Intisari-Online.com - Konfusius (551-479 SM) pernah bilang, salah satu jalan menuju persahabatan adalah lewat makanan.
Beberapa abad kemudian, tahun 1225, filosofi yang sama diabadikan Zhao Rugua dalam bukunya Zhufan Zhi alias Penuntun Ke Luar Negeri.
Rugua menasihati para pedagang yang ingin berniaga di Brunei, agar mempersembahkan jamuan makan terlebih dahulu buat raja, sebelum mengutarakan niatnya.
(Baca juga: Sunon, Rangkaian Furnitur Kantor Asal Tiongkok yang Siap Beredar di Indonesia)
Makanan buat orang Tiongkok, memang bukan sekedar sesuatu yang terhidang di meja makan dan siap disantap.
Diplomasi, persahabatan, penyembuhan penyakit, penghormatan leluhur, hingga menghindari energi negatif, semuanya bisa digarap dari pemilihan dan teknik mengolah bahan makanan.

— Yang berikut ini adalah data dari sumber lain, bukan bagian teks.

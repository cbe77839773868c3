pub mod boundary;
pub mod cli;
pub mod config;
pub mod document;
pub mod domain;
pub mod error;
pub mod manifest;
pub mod ui;

pub use error::{Result, VersionerError};
use serde::{Deserialize, Serialize};
use std::fs;
use std::path::{Path, PathBuf};

use crate::document::WriteOptions;
use crate::domain::VersionBump;
use crate::error::{Result, VersionerError};
use crate::manifest::DEFAULT_MANIFEST;

/// Name of the configuration file looked up in the working and config directories.
pub const CONFIG_FILE_NAME: &str = "versioner.toml";

/// Represents the complete configuration for versioner.
///
/// Contains the manifest location, the bump preselected by the prompt, and write behavior.
#[derive(Debug, Deserialize, Serialize, Clone, PartialEq)]
pub struct Config {
    #[serde(default = "default_manifest")]
    pub manifest: String,

    #[serde(default = "default_bump")]
    pub default_bump: VersionBump,

    #[serde(default)]
    pub behavior: BehaviorConfig,
}

fn default_manifest() -> String {
    DEFAULT_MANIFEST.to_string()
}

fn default_bump() -> VersionBump {
    VersionBump::Patch
}

/// Configuration for how bumped documents are written.
#[derive(Debug, Deserialize, Serialize, Clone, PartialEq, Default)]
pub struct BehaviorConfig {
    /// Write through a temporary file and rename instead of overwriting in place
    #[serde(default)]
    pub atomic_writes: bool,

    /// Terminate rewritten documents with a newline
    #[serde(default)]
    pub trailing_newline: bool,
}

impl BehaviorConfig {
    pub fn write_options(&self) -> WriteOptions {
        WriteOptions {
            atomic: self.atomic_writes,
            trailing_newline: self.trailing_newline,
        }
    }
}

impl Default for Config {
    fn default() -> Self {
        Config {
            manifest: default_manifest(),
            default_bump: default_bump(),
            behavior: BehaviorConfig::default(),
        }
    }
}

impl Config {
    pub fn manifest_path(&self) -> PathBuf {
        PathBuf::from(&self.manifest)
    }
}

/// Loads configuration from file or returns defaults.
///
/// Attempts to load configuration in the following order:
/// 1. Custom path provided as parameter
/// 2. `versioner.toml` in current directory
/// 3. `versioner.toml` in the user config directory
/// 4. Default configuration if no file found
///
/// # Arguments
/// * `config_path` - Optional path to custom configuration file
///
/// # Returns
/// * `Ok(Config)` - Loaded or default configuration
/// * `Err` - If file exists but cannot be read or parsed
pub fn load_config(config_path: Option<&str>) -> Result<Config> {
    let path = if let Some(path) = config_path {
        PathBuf::from(path)
    } else if Path::new(CONFIG_FILE_NAME).exists() {
        PathBuf::from(CONFIG_FILE_NAME)
    } else if let Some(config_dir) = dirs::config_dir() {
        let config_path = config_dir.join(CONFIG_FILE_NAME);
        if config_path.exists() {
            config_path
        } else {
            return Ok(Config::default());
        }
    } else {
        return Ok(Config::default());
    };

    let config_str = fs::read_to_string(&path).map_err(|e| {
        VersionerError::config(format!("cannot read {}: {}", path.display(), e))
    })?;

    let config: Config = toml::from_str(&config_str).map_err(|e| {
        VersionerError::config(format!("cannot parse {}: {}", path.display(), e))
    })?;

    tracing::debug!(path = %path.display(), "loaded config");
    Ok(config)
}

Buat yang tak mengenal betul filosofi di balik menu, memang agak sulit memahami.
Jauh sebelum Buni Nusantara dibanjiri cap cai atau siomay, orang Tiongkok sudah di kagumi lantaran keberaniannya mengarungi lautan untuk mencari rempah-rempah sebagai bahan pengawet dan penyedap makanan.
Aktivitas itu kemudian mengilhami orang Eropa untuk menjajah Negara-Negera Timur guna mendapatkan bumbu masak gratis.
Pelaut-pelaut Cina seperti tak punya rasa takut, meski kapalnya harus tenggelam demi mendapatkan bahan makan an idaman.
Tak heran kalau profesi juru masak di Negeri Tirai Bambu dipandang dengan penuh hormat dan kekaguman.